A recurring theme is the critical distinction between outcome-based goals and process-based goals. The former is fragile and often outside your control, while the latter is robust and empowering.
Outcome Goals (The Ego’s Game): These are results-focused: “I want a top-3 finish,” “I want to beat my time from last year,” “I want a 350-watt FTP.” The problem is that these outcomes are subject to countless external variables: the competition, weather, mechanical luck, etc. Chasing them exclusively can lead to a sense of failure even when your performance was excellent.
Process Goals (The Athlete’s Craft): These focus on the controllable actions and decisions that lead to a good performance. The podcast provides several examples:
“Race to your values”: What defines a successful day for you?
Execution Checklist: Did I nail my nutrition? Did I execute my warm-up? Was I in the right position at the critical moment? Did I take a smart chance when it appeared?
Pacing Strategy: Instead of fixating on a specific wattage for a time trial, the goal becomes starting sustainably and adjusting based on feel—a process of self-regulation.
The key takeaway is that by focusing on the process, you can have a successful race and be satisfied with your performance, regardless of the final result. You create your own metrics for success.
The hosts agree that consistency is the foundation of all fitness, but they go deeper to explore what enables consistency. It isn’t about willpower; it’s about building systems.
Lowering Activation Energy: The most significant barrier to any workout is simply starting it. The advice is to make it so easy to start that you’d feel foolish not to.

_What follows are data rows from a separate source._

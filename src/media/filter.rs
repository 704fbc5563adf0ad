// src/media/filter.rs - Per-stream video filter graph
//
// Built lazily from the first decoded frame: buffer source configured
// with that frame's geometry/pix_fmt/SAR (and hardware frames context
// when present), user filter description in the middle, buffersink at
// the end. Frames pushed in have their reference moved into the graph.

use ffmpeg_next::frame::Video as VideoFrame;
use ffmpeg_sys_next::{
    av_buffersink_get_frame, av_buffersrc_add_frame, av_buffersrc_parameters_alloc,
    av_buffersrc_parameters_set, av_free, avfilter_get_by_name, avfilter_graph_alloc,
    avfilter_graph_config, avfilter_graph_create_filter, avfilter_graph_free,
    avfilter_graph_parse_ptr, avfilter_inout_alloc, avfilter_inout_free, AVFilterContext,
    AVFilterGraph, AVFilterInOut, AVRational, AVERROR, AVERROR_EOF, EAGAIN,
};
use log::{debug, error};
use std::ffi::CString;
use std::ptr::{null, null_mut};

use crate::error::{AvError, Error, FilterError, Result};

pub(crate) struct FrameFilter {
    graph: *mut AVFilterGraph,
    src: *mut AVFilterContext,
    sink: *mut AVFilterContext,
}

// SAFETY: the graph and its filter contexts are owned by the decoder
// thread that built them; never shared across threads.
unsafe impl Send for FrameFilter {}

impl FrameFilter {
    /// Build a graph for `description` using the properties of the
    /// first real frame plus the decoder time base.
    pub(crate) fn from_frame(
        description: &str,
        frame: &VideoFrame,
        time_base: AVRational,
    ) -> Result<Self> {
        let (width, height, format, sar) = unsafe {
            let f = frame.as_ptr();
            ((*f).width, (*f).height, (*f).format, (*f).sample_aspect_ratio)
        };
        let sar_den = if sar.den == 0 { 1 } else { sar.den };
        let tb_den = if time_base.den == 0 { 1 } else { time_base.den };

        let src_args = format!(
            "video_size={width}x{height}:pix_fmt={format}:time_base={}/{}:pixel_aspect={}/{}",
            time_base.num, tb_den, sar.num, sar_den
        );
        debug!("building filter graph '{description}' with source {src_args}");

        let desc_c = CString::new(description)
            .map_err(|_| Error::Filter(FilterError::NotAvailable("description")))?;
        let src_args_c = CString::new(src_args)
            .map_err(|_| Error::Filter(FilterError::NotAvailable("source args")))?;

        unsafe {
            let buffersrc = avfilter_get_by_name(c"buffer".as_ptr());
            let buffersink = avfilter_get_by_name(c"buffersink".as_ptr());
            if buffersrc.is_null() || buffersink.is_null() {
                return Err(Error::Filter(FilterError::NotAvailable("buffer/buffersink")));
            }

            let graph = avfilter_graph_alloc();
            if graph.is_null() {
                return Err(Error::Filter(FilterError::NotAvailable("graph alloc")));
            }
            let mut this = Self {
                graph,
                src: null_mut(),
                sink: null_mut(),
            };

            let mut ret = avfilter_graph_create_filter(
                &mut this.src,
                buffersrc,
                c"in".as_ptr(),
                src_args_c.as_ptr(),
                null_mut(),
                graph,
            );
            if ret < 0 {
                return Err(Error::Filter(FilterError::Build(AvError::new(ret))));
            }

            // Hardware-decoded streams carry their frames context into
            // the graph so hw filters can run without a download.
            let hw_frames_ctx = (*frame.as_ptr()).hw_frames_ctx;
            if !hw_frames_ctx.is_null() {
                let par = av_buffersrc_parameters_alloc();
                if !par.is_null() {
                    (*par).hw_frames_ctx = ffmpeg_sys_next::av_buffer_ref(hw_frames_ctx);
                    ret = av_buffersrc_parameters_set(this.src, par);
                    av_free(par.cast());
                    if ret < 0 {
                        return Err(Error::Filter(FilterError::Build(AvError::new(ret))));
                    }
                }
            }

            ret = avfilter_graph_create_filter(
                &mut this.sink,
                buffersink,
                c"out".as_ptr(),
                null(),
                null_mut(),
                graph,
            );
            if ret < 0 {
                return Err(Error::Filter(FilterError::Build(AvError::new(ret))));
            }

            // Wire "in" -> user description -> "out".
            let outputs = avfilter_inout_alloc();
            let inputs = avfilter_inout_alloc();
            if outputs.is_null() || inputs.is_null() {
                let mut o = outputs;
                let mut i = inputs;
                avfilter_inout_free(&mut o);
                avfilter_inout_free(&mut i);
                return Err(Error::Filter(FilterError::NotAvailable("inout alloc")));
            }
            (*outputs).name = ffmpeg_sys_next::av_strdup(c"in".as_ptr());
            (*outputs).filter_ctx = this.src;
            (*outputs).pad_idx = 0;
            (*outputs).next = null_mut();
            (*inputs).name = ffmpeg_sys_next::av_strdup(c"out".as_ptr());
            (*inputs).filter_ctx = this.sink;
            (*inputs).pad_idx = 0;
            (*inputs).next = null_mut();

            let mut inputs: *mut AVFilterInOut = inputs;
            let mut outputs: *mut AVFilterInOut = outputs;
            ret = avfilter_graph_parse_ptr(
                graph,
                desc_c.as_ptr(),
                &mut inputs,
                &mut outputs,
                null_mut(),
            );
            avfilter_inout_free(&mut inputs);
            avfilter_inout_free(&mut outputs);
            if ret < 0 {
                error!("filter graph parse failed for '{description}'");
                return Err(Error::Filter(FilterError::Build(AvError::new(ret))));
            }

            ret = avfilter_graph_config(graph, null_mut());
            if ret < 0 {
                return Err(Error::Filter(FilterError::Build(AvError::new(ret))));
            }

            Ok(this)
        }
    }

    /// Feed one frame (its reference moves into the graph) and pull all
    /// frames the graph has ready.
    pub(crate) fn filter(&mut self, frame: &mut VideoFrame) -> Result<Vec<VideoFrame>> {
        let mut out = Vec::new();
        unsafe {
            let ret = av_buffersrc_add_frame(self.src, frame.as_mut_ptr());
            if ret < 0 {
                return Err(Error::Filter(FilterError::Feed(AvError::new(ret))));
            }

            loop {
                let mut filtered = VideoFrame::empty();
                let ret = av_buffersink_get_frame(self.sink, filtered.as_mut_ptr());
                if ret == AVERROR(EAGAIN) || ret == AVERROR_EOF {
                    break;
                }
                if ret < 0 {
                    return Err(Error::Filter(FilterError::Feed(AvError::new(ret))));
                }
                out.push(filtered);
            }
        }
        Ok(out)
    }
}

impl Drop for FrameFilter {
    fn drop(&mut self) {
        unsafe {
            avfilter_graph_free(&mut self.graph);
        }
    }
}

This includes:
Laying out your kit the night before.
Preparing your food and bottles.
Setting your alarm to go to bed on time, not just to wake up.
The anecdote of both Rory and his partner knowing that if one turned off the alarm, the other wouldn’t go, illustrates the power of this shared, pre-committed momentum.
Accountability: Humans are social creatures who are powerfully motivated by not letting others down. This can be leveraged through:
Coaching: The most formal version, where an athlete is accountable to their coach. Rory’s own email inquiry stated, “I feel I need someone to give me direction and hold my feet to the fire.”
Peer Groups: Having friends who expect you at the group ride.
Organizing: If you organize the ride, you have to show up.
Flexibility: True consistency over the long term requires adaptability. Life happens—family, work, illness. A rigid plan is a brittle plan. A flexible plan allows you to move workouts, take extra rest, and prioritize life without feeling like you’ve “failed.” The stress of trying to adhere to an impossible training schedule is often more detrimental than the missed workout itself.